Plötzlich schnappt der Hund zu. Für viele Halter ein Schock. Denn solche Beißvorfälle passieren häufig nicht draußen, sondern genau dort, wo man sich am sichersten fühlt: zu Hause. Doch kommt ein Biss wirklich aus dem Nichts? Oder übersehen wir entscheidende Signale? „In den seltensten Fällen beißt ein Hund tatsächlich aus dem Nichts“, sagt Hundetrainerin Katharina Marioth auf PETBOOK (gehört ebenfalls zu Axel Springer). Ihrer Erfahrung nach senden Hunde vorher klare Signale. Das Problem: Menschen erkennen sie oft nicht oder deuten sie falsch.
Hunde warnen – nur keiner hört hin
Oft liegt die Ursache im ganz normalen Zusammenleben. Missverständnisse sind dort leider Alltag, wie Marioth aus ihren Erfahrungen als Trainerin weiß. „Wir beachten die Bedürfnisse und die Kommunikation unserer Hunde zu wenig“, erklärt sie.
Besonders heikel sind sogenannte Ressourcen. Dazu gehören Futter, Spielzeug oder der Schlafplatz. Selbst Menschen können aus Hundesicht eine Ressource sein. Kein Wunder also, dass viele Vorfälle direkt am Körbchen passieren.
Diese Warnzeichen werden ständig übersehen
Hunde kündigen einen Biss meist an – subtil, aber deutlich. Ein typisches Beispiel: Der Hund liegt im Körbchen und dreht sich auf den Rücken. Viele halten das für eine Einladung zum Streicheln. Tatsächlich ist es oft ein Signal, dass der Hund Stress hat und Ruhe möchte.
Bleibt der Mensch trotzdem nah, folgen weitere Zeichen. Der Hund schließt das Maul, schmatzt, schaut weg oder legt die Ohren an. Auch das sogenannte Walauge – ein sichtbares weißes Dreieck im Auge – zeigt Stress.
Knurren sollten Sie immer ernst nehmen
Besonders wichtig: Knurren ernst nehmen. „Das ist das Gelb der Ampel“, sagt Marioth. Früher wurde vielen Hunden das Knurren abtrainiert. Ein Fehler. Denn ohne diese Warnung kann der Hund direkt zubeißen – ohne Vorstufe.

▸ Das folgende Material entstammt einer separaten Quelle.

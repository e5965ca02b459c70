//! Version string parsing and precedence.

use std::cmp::Ordering;

use semver::Version;

/// Parse a manifest version string.
///
/// Accepts full semver plus the `MAJOR` and `MAJOR.MINOR` shorthands,
/// which are padded with zeros (`1.2` is `1.2.0`).
pub fn parse_version(raw: &str) -> Result<Version, semver::Error> {
    let raw = raw.trim();
    let split = raw.find(|c: char| c == '-' || c == '+').unwrap_or(raw.len());
    let (core, suffix) = raw.split_at(split);

    match core.matches('.').count() {
        0 => Version::parse(&format!("{core}.0.0{suffix}")),
        1 => Version::parse(&format!("{core}.0{suffix}")),
        _ => Version::parse(raw),
    }
}

/// Highest precedence first. Build metadata does not take part.
pub fn descending(a: &Version, b: &Version) -> Ordering {
    b.cmp_precedence(a)
}
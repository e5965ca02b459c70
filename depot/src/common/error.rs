//! Request Error Types
//!
//! Handler-level failures and their HTTP status mapping.

use axum::http::StatusCode;
use axum::response::{IntoResponse, Response};

/// Errors a request handler can answer with.
///
/// Manifest load failures never show up here: handlers only ever see a
/// snapshot or its absence.
#[derive(Debug, thiserror::Error)]
pub enum DepotError {
    #[error("Package not loaded")]
    NotLoaded,

    #[error("No versions published")]
    NoVersions,

    #[error("Version not found")]
    NotFound(String),

    #[error("Too many requests")]
    OverCapacity,

    #[error("Package file unavailable: {0}")]
    Io(#[from] std::io::Error),
}

impl DepotError {
    pub fn status(&self) -> StatusCode {
        match self {
            DepotError::NotLoaded => StatusCode::SERVICE_UNAVAILABLE,
            DepotError::NoVersions | DepotError::NotFound(_) => StatusCode::NOT_FOUND,
            DepotError::OverCapacity => StatusCode::TOO_MANY_REQUESTS,
            DepotError::Io(_) => StatusCode::INTERNAL_SERVER_ERROR,
        }
    }
}

impl IntoResponse for DepotError {
    fn into_response(self) -> Response {
        let status = self.status();
        if status.is_server_error() {
            tracing::error!("Request failed: {}", self);
            // I/O details stay in the log.
            return (status, "Internal server error").into_response();
        }
        (status, self.to_string()).into_response()
    }
}
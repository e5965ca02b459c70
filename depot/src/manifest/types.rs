//! Snapshot Types
//!
//! The immutable result of one successful manifest load.

use std::path::{Path, PathBuf};

use chrono::{DateTime, Utc};

/// A version from the manifest with its package file resolved.
#[derive(Debug, Clone, PartialEq, Eq)]
pub struct PackageRef {
    /// Version exactly as written in the manifest
    pub version: String,
    pub precedence: semver::Version,
    /// Path as written in the manifest, relative to the package store
    pub relative_path: String,
    /// Path inside the package store
    pub path: PathBuf,
}

impl PackageRef {
    /// Base name offered to clients as the attachment file name.
    pub fn file_name(&self) -> Option<&str> {
        self.path.file_name().and_then(|n| n.to_str())
    }
}

/// Published manifest state. Superseded, never mutated.
#[derive(Debug, Clone, PartialEq, Eq)]
pub struct Snapshot {
    package_dir: PathBuf,
    packages: Vec<PackageRef>,
    loaded_at: DateTime<Utc>,
}

impl Snapshot {
    /// `packages` must already be in descending precedence order.
    pub fn new(package_dir: PathBuf, packages: Vec<PackageRef>, loaded_at: DateTime<Utc>) -> Self {
        Self {
            package_dir,
            packages,
            loaded_at,
        }
    }

    pub fn latest(&self) -> Option<&PackageRef> {
        self.packages.first()
    }

    /// Look up a servable version by its manifest spelling.
    pub fn find(&self, version: &str) -> Option<&PackageRef> {
        self.packages.iter().find(|p| p.version == version)
    }

    /// Package store the paths were resolved against
    pub fn package_dir(&self) -> &Path {
        &self.package_dir
    }

    pub fn packages(&self) -> &[PackageRef] {
        &self.packages
    }

    pub fn is_empty(&self) -> bool {
        self.packages.is_empty()
    }

    pub fn loaded_at(&self) -> DateTime<Utc> {
        self.loaded_at
    }

    /// Same servable content, ignoring when it was loaded.
    pub fn same_packages(&self, other: &Snapshot) -> bool {
        self.packages == other.packages
    }
}
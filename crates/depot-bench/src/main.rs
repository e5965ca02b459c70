//! Load generators for a depot and its telemetry store.

use std::path::PathBuf;
use std::sync::Arc;
use std::time::{Duration, Instant};

use clap::{Parser, Subcommand};
use rand::rngs::StdRng;
use rand::{Rng, SeedableRng};
use tokio::task::JoinSet;
use tracing::info;

use depot_lib::telemetry::{TelemetryError, TelemetryRecord, TelemetryRecorder, TelemetryStore};
use depot_protocol::{DepotClient, Poll};

#[derive(Parser, Debug)]
#[command(name = "depot-bench")]
struct Args {
    #[command(subcommand)]
    command: Command,
}

#[derive(Subcommand, Debug)]
enum Command {
    /// Upsert throughput of the telemetry store
    Telemetry {
        #[arg(long, default_value = "bench.db")]
        db: PathBuf,
        #[arg(long, default_value_t = 16)]
        workers: usize,
        /// Records per worker
        #[arg(long, default_value_t = 2048)]
        ops: usize,
        /// Distinct client ids to spread the records over
        #[arg(long, default_value_t = 6000)]
        clients: u32,
        #[arg(long, default_value_t = 4096)]
        queue: usize,
        #[arg(long, default_value_t = 7)]
        seed: u64,
    },
    /// Hammer `/latest_version` on a running depot
    Poll {
        #[arg(long, default_value = "http://127.0.0.1:38686")]
        url: String,
        #[arg(long, default_value_t = 64)]
        concurrency: usize,
        /// Requests per concurrent poller
        #[arg(long, default_value_t = 100)]
        requests: usize,
    },
}

#[tokio::main]
async fn main() -> anyhow::Result<()> {
    tracing_subscriber::fmt()
        .with_env_filter(
            tracing_subscriber::EnvFilter::try_from_default_env()
                .unwrap_or_else(|_| tracing_subscriber::EnvFilter::new("warn")),
        )
        .init();

    match Args::parse().command {
        Command::Telemetry {
            db,
            workers,
            ops,
            clients,
            queue,
            seed,
        } => telemetry(db, workers, ops, clients.max(1), queue.max(1), seed).await,
        Command::Poll {
            url,
            concurrency,
            requests,
        } => poll(url, concurrency, requests).await,
    }
}

async fn telemetry(
    db: PathBuf,
    workers: usize,
    ops: usize,
    clients: u32,
    queue: usize,
    seed: u64,
) -> anyhow::Result<()> {
    let store = TelemetryStore::open(&db)?;
    let (recorder, writer) = TelemetryRecorder::spawn(store, queue);
    let started = Instant::now();

    let mut tasks = JoinSet::new();
    for worker in 0..workers {
        let recorder = recorder.clone();
        let mut rng = StdRng::seed_from_u64(seed.wrapping_add(worker as u64));
        tasks.spawn(async move {
            let mut dropped = 0usize;
            for _ in 0..ops {
                let client = format!("client-{}", rng.gen_range(0..clients));
                let version = format!("1.{}.{}", rng.gen_range(0..10), rng.gen_range(0..100));
                // Wait for room instead of dropping; the point is to measure the store.
                let record = TelemetryRecord::now(client, version);
                loop {
                    match recorder.try_record(record.clone()) {
                        Ok(()) => break,
                        Err(TelemetryError::QueueFull) => {
                            tokio::task::yield_now().await;
                        }
                        Err(_) => {
                            dropped += 1;
                            break;
                        }
                    }
                }
            }
            dropped
        });
    }

    let mut dropped = 0;
    while let Some(result) = tasks.join_next().await {
        dropped += result?;
    }
    drop(recorder);
    let store = writer.finish().await?;
    let elapsed = started.elapsed();

    let written = workers * ops - dropped;
    println!("elapsed:  {:?}", elapsed);
    println!("records:  {} ({} dropped)", written, dropped);
    println!("clients:  {}", store.count()?);
    println!("tps:      {:.0}", rate(written, elapsed));
    Ok(())
}

#[derive(Default)]
struct Tally {
    latest: usize,
    not_loaded: usize,
    throttled: usize,
    unexpected: usize,
    failed: usize,
}

async fn poll(url: String, concurrency: usize, requests: usize) -> anyhow::Result<()> {
    let client = Arc::new(DepotClient::new(url)?);
    info!("Polling {} with {} workers", client.base_url(), concurrency);
    let started = Instant::now();

    let mut tasks = JoinSet::new();
    for _ in 0..concurrency {
        let client = Arc::clone(&client);
        tasks.spawn(async move {
            let mut tally = Tally::default();
            for _ in 0..requests {
                match client.latest_version().await {
                    Ok(Poll::Latest(_)) => tally.latest += 1,
                    Ok(Poll::NotLoaded) => tally.not_loaded += 1,
                    Ok(Poll::Throttled) => tally.throttled += 1,
                    Ok(Poll::Unexpected(_)) => tally.unexpected += 1,
                    Err(_) => tally.failed += 1,
                }
            }
            tally
        });
    }

    let mut total = Tally::default();
    while let Some(result) = tasks.join_next().await {
        let tally = result?;
        total.latest += tally.latest;
        total.not_loaded += tally.not_loaded;
        total.throttled += tally.throttled;
        total.unexpected += tally.unexpected;
        total.failed += tally.failed;
    }
    let elapsed = started.elapsed();
    let sent = concurrency * requests;

    println!("elapsed:     {:?}", elapsed);
    println!("latest:      {}", total.latest);
    println!("not loaded:  {}", total.not_loaded);
    println!("throttled:   {}", total.throttled);
    println!("unexpected:  {}", total.unexpected);
    println!("failed:      {}", total.failed);
    println!("req/s:       {:.0}", rate(sent, elapsed));
    Ok(())
}

fn rate(count: usize, elapsed: Duration) -> f64 {
    count as f64 / elapsed.as_secs_f64().max(f64::EPSILON)
}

Warum der Angriff plötzlich wirkt
Wenn ein Hund scheinbar grundlos angreift, hat er oft schon mehrere Strategien ausprobiert. Hunde versuchen zuerst auszuweichen, dann zu beschwichtigen oder zu erstarren. Erst wenn all das nicht funktioniert, greifen sie an.
Vor allem, wenn sich die Tiere bedrängt fühlen und nicht fliehen können. Etwa in einer Ecke oder im eigenen Körbchen. „Aus seiner Sicht hat er dann schon alles andere versucht“, erklärt Marioth.

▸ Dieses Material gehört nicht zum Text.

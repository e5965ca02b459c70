//! Admission Control
//!
//! Bounds the number of requests in flight. Excess requests are turned away
//! at once with 429; nothing ever waits for a slot.

use std::sync::atomic::{AtomicU64, AtomicUsize, Ordering};
use std::sync::Arc;

use axum::extract::{Request, State};
use axum::middleware::Next;
use axum::response::{IntoResponse, Response};
use tracing::debug;

use crate::common::DepotError;

/// Fixed-capacity counter of in-flight requests.
#[derive(Debug)]
pub struct AdmissionController {
    capacity: usize,
    in_flight: AtomicUsize,
    rejected: AtomicU64,
}

/// One occupied slot. Dropping it gives the slot back, however the holder
/// finishes (return, error, panic unwind, cancelled future).
#[derive(Debug)]
pub struct Permit {
    controller: Arc<AdmissionController>,
}

/// Shared permit carried in request extensions so a response body can keep
/// its slot until the body is fully sent.
#[derive(Debug, Clone)]
pub struct HeldPermit(pub Arc<Permit>);

impl AdmissionController {
    pub fn new(capacity: usize) -> Arc<Self> {
        Arc::new(Self {
            capacity,
            in_flight: AtomicUsize::new(0),
            rejected: AtomicU64::new(0),
        })
    }

    /// Take a slot if one is free. Never blocks.
    pub fn try_admit(self: &Arc<Self>) -> Option<Permit> {
        let mut current = self.in_flight.load(Ordering::Relaxed);
        loop {
            if current >= self.capacity {
                self.rejected.fetch_add(1, Ordering::Relaxed);
                return None;
            }
            match self.in_flight.compare_exchange_weak(
                current,
                current + 1,
                Ordering::AcqRel,
                Ordering::Relaxed,
            ) {
                Ok(_) => {
                    return Some(Permit {
                        controller: Arc::clone(self),
                    })
                }
                Err(actual) => current = actual,
            }
        }
    }

    pub fn capacity(&self) -> usize {
        self.capacity
    }

    pub fn in_flight(&self) -> usize {
        self.in_flight.load(Ordering::Acquire)
    }

    pub fn available(&self) -> usize {
        self.capacity.saturating_sub(self.in_flight())
    }

    pub fn rejected_total(&self) -> u64 {
        self.rejected.load(Ordering::Relaxed)
    }
}

impl Drop for Permit {
    fn drop(&mut self) {
        self.controller.in_flight.fetch_sub(1, Ordering::AcqRel);
    }
}

/// Router middleware: admit or answer 429.
pub async fn admission_middleware(
    State(admission): State<Arc<AdmissionController>>,
    mut req: Request,
    next: Next,
) -> Response {
    let Some(permit) = admission.try_admit() else {
        debug!(
            "Rejecting {} {}: {} requests in flight",
            req.method(),
            req.uri().path(),
            admission.capacity()
        );
        return DepotError::OverCapacity.into_response();
    };

    let permit = Arc::new(permit);
    req.extensions_mut().insert(HeldPermit(Arc::clone(&permit)));
    let response = next.run(req).await;
    drop(permit);
    response
}

#[cfg(test)]
mod tests {
    use super::*;

    #[test]
    fn test_capacity_plus_one() {
        let controller = AdmissionController::new(3);
        let permits: Vec<_> = (0..3).filter_map(|_| controller.try_admit()).collect();
        assert_eq!(permits.len(), 3);
        assert!(controller.try_admit().is_none());
        assert_eq!(controller.rejected_total(), 1);
        assert_eq!(controller.available(), 0);

        drop(permits);
        assert_eq!(controller.in_flight(), 0);

        let second: Vec<_> = (0..3).filter_map(|_| controller.try_admit()).collect();
        assert_eq!(second.len(), 3);
    }

    #[test]
    fn test_release_on_panic() {
        let controller = AdmissionController::new(1);
        let c = Arc::clone(&controller);
        let result = std::thread::spawn(move || {
            let _permit = c.try_admit().unwrap();
            panic!("handler blew up");
        })
        .join();
        assert!(result.is_err());
        assert_eq!(controller.in_flight(), 0);
        assert!(controller.try_admit().is_some());
    }

    #[test]
    fn test_contended_admission_never_exceeds_capacity() {
        let capacity = 16;
        let controller = AdmissionController::new(capacity);
        let barrier = Arc::new(std::sync::Barrier::new(64));

        let threads: Vec<_> = (0..64)
            .map(|_| {
                let controller = Arc::clone(&controller);
                let barrier = Arc::clone(&barrier);
                std::thread::spawn(move || {
                    barrier.wait();
                    controller.try_admit()
                })
            })
            .collect();

        let permits: Vec<_> = threads
            .into_iter()
            .filter_map(|t| t.join().unwrap())
            .collect();
        assert_eq!(permits.len(), capacity);
        assert_eq!(controller.in_flight(), capacity);
        assert_eq!(controller.rejected_total(), 64 - capacity as u64);

        drop(permits);
        assert_eq!(controller.available(), capacity);
    }
}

Was nach einem Biss wirklich hilft
Nach einem Biss ist die Situation für den Hund meist beendet. Der Mensch weicht zurück – genau das Ziel des Hundes. Schimpfen bringt nichts.
Wichtiger ist die Analyse: Wo war der Hund? Was hat er verteidigt? Wurde er bedrängt? Gab es eine Fluchtmöglichkeit?
Expertenrat ist jetzt entscheidend. „Das ist kein Fall, den man allein lösen sollte“, sagt Marioth. Es geht auch darum, Vertrauen wieder aufzubauen. Denn nach einem solchen Vorfall bleibt oft Unsicherheit zurück.
Die gute Nachricht: Viele Probleme lassen sich lösen. Wer die Signale seines Hundes versteht, verhindert den nächsten Biss – lange bevor es gefährlich wird.